> [Brief]: The answer is the full set of records below, transcribed exactly.

(Records from a collection)
--------

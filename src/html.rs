use crate::report::Report;
use log::{error, info};
use std::fs;
use std::io;
use std::io::Write;
use std::path::Path;
use std::process::{Command, Stdio};

const TEMPLATE: &str = r#"<!DOCTYPE html>
<html>
<head>
<meta charset="utf-8">
<title>rtcheck lock graph</title>
<style>
body { display: flex; font-family: sans-serif; margin: 0; }
#graph { flex: 1; overflow: auto; }
#panel { width: 28em; border-left: 1px solid #ccc; padding: 0 1em; overflow: auto; height: 100vh; }
#panel .cycle { color: #b00; }
#panel pre { font-size: 80%; white-space: pre-wrap; }
</style>
</head>
<body>
<div id="graph">{{SVG}}</div>
<div id="panel"><h2>Lock order edges</h2><div id="edges"></div></div>
<script>
const edges = {{DATA}};
const panel = document.getElementById("edges");
for (const edge of edges) {
    const details = document.createElement("details");
    const summary = document.createElement("summary");
    summary.textContent = edge.from + " → " + edge.to +
        " (" + edge.witnesses.length + ")";
    if (edge.on_cycle) summary.className = "cycle";
    details.appendChild(summary);
    for (const witness of edge.witnesses) {
        const pre = document.createElement("pre");
        pre.textContent = witness.from_stack.concat(witness.to_stack).join("\n");
        details.appendChild(pre);
    }
    panel.appendChild(details);
}
</script>
</body>
</html>
"#;

/// Expands the report template around the SVG produced by the external
/// `dot` tool. A missing or failing `dot` is logged and skipped; it
/// never fails the run.
pub fn write_html(dir: &Path, report: &Report) -> io::Result<()> {
    let svg = match render_svg(&report.render_dot()) {
        Ok(svg) => svg,
        Err(err) => {
            error!("cannot render SVG (is graphviz installed?): {err}");
            return Ok(());
        }
    };

    let page = TEMPLATE
        .replace("{{SVG}}", &svg)
        .replace("{{DATA}}", &report.witnesses_json());

    fs::create_dir_all(dir)?;
    let path = dir.join("index.html");
    fs::write(&path, page)?;
    info!("wrote HTML report to {}", path.display());

    Ok(())
}

/// Runs `dot -Tsvg` over the graph description.
fn render_svg(dot: &str) -> io::Result<String> {
    let mut child = Command::new("dot")
        .arg("-Tsvg")
        .stdin(Stdio::piped())
        .stdout(Stdio::piped())
        .stderr(Stdio::null())
        .spawn()?;

    if let Some(mut stdin) = child.stdin.take() {
        stdin.write_all(dot.as_bytes())?;
    }

    let output = child.wait_with_output()?;
    if !output.status.success() {
        return Err(io::Error::new(
            io::ErrorKind::Other,
            format!("dot exited with {}", output.status),
        ));
    }

    String::from_utf8(output.stdout)
        .map_err(|_| io::Error::new(io::ErrorKind::InvalidData, "dot produced invalid UTF-8"))
}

--------

> [Your solution]:
filename src/html.rs
use crate::report::Report;
use log::{error, info};
use std::fs;
use std::io;
use std::io::Write;
use std::path::Path;
use std::process::{Command, Stdio};

const TEMPLATE: &str = r#"<!DOCTYPE html>
<html>
<head>
<meta charset="utf-8">
<title>rtcheck lock graph</title>
<style>
body { display: flex; font-family: sans-serif; margin: 0; }
#graph { flex: 1; overflow: auto; }
#panel { width: 28em; border-left: 1px solid #ccc; padding: 0 1em; overflow: auto; height: 100vh; }
#panel .cycle { color: #b00; }
#panel pre { font-size: 80%; white-space: pre-wrap; }
</style>
</head>
<body>
<div id="graph">{{SVG}}</div>
<div id="panel"><h2>Lock order edges</h2><div id="edges"></div></div>
<script>
const edges = {{DATA}};
const panel = document.getElementById("edges");
for (const edge of edges) {
    const details = document.createElement("details");
    const summary = document.createElement("summary");
    summary.textContent = edge.from + " → " + edge.to +
        " (" + edge.witnesses.length + ")";
    if (edge.on_cycle) summary.className = "cycle";
    details.appendChild(summary);
    for (const witness of edge.witnesses) {
        const pre = document.createElement("pre");
        pre.textContent = witness.from_stack.concat(witness.to_stack).join("\n");
        details.appendChild(pre);
    }
    panel.appendChild(details);
}
</script>
</body>
</html>
"#;

/// Expands the report template around the SVG produced by the external
/// `dot` tool. A missing or failing `dot` is logged and skipped; it
/// never fails the run.
pub fn write_html(dir: &Path, report: &Report) -> io::Result<()> {
    let svg = match render_svg(&report.render_dot()) {
        Ok(svg) => svg,
        Err(err) => {
            error!("cannot render SVG (is graphviz installed?): {err}");
            return Ok(());
        }
    };

    let page = TEMPLATE
        .replace("{{SVG}}", &svg)
        .replace("{{DATA}}", &report.witnesses_json());

    fs::create_dir_all(dir)?;
    let path = dir.join("index.html");
    fs::write(&path, page)?;
    info!("wrote HTML report to {}", path.display());

    Ok(())
}

/// Runs `dot -Tsvg` over the graph description.
fn render_svg(dot: &str) -> io::Result<String> {
    let mut child = Command::new("dot")
        .arg("-Tsvg")
        .stdin(Stdio::piped())
        .stdout(Stdio::piped())
        .stderr(Stdio::null())
        .spawn()?;

    if let Some(mut stdin) = child.stdin.take() {
        stdin.write_all(dot.as_bytes())?;
    }

    let output = child.wait_with_output()?;
    if !output.status.success() {
        return Err(io::Error::new(
            io::ErrorKind::Other,
            format!("dot exited with {}", output.status),
        ));
    }

    String::from_utf8(output.stdout)
        .map_err(|_| io::Error::new(io::ErrorKind::InvalidData, "dot produced invalid UTF-8"))
}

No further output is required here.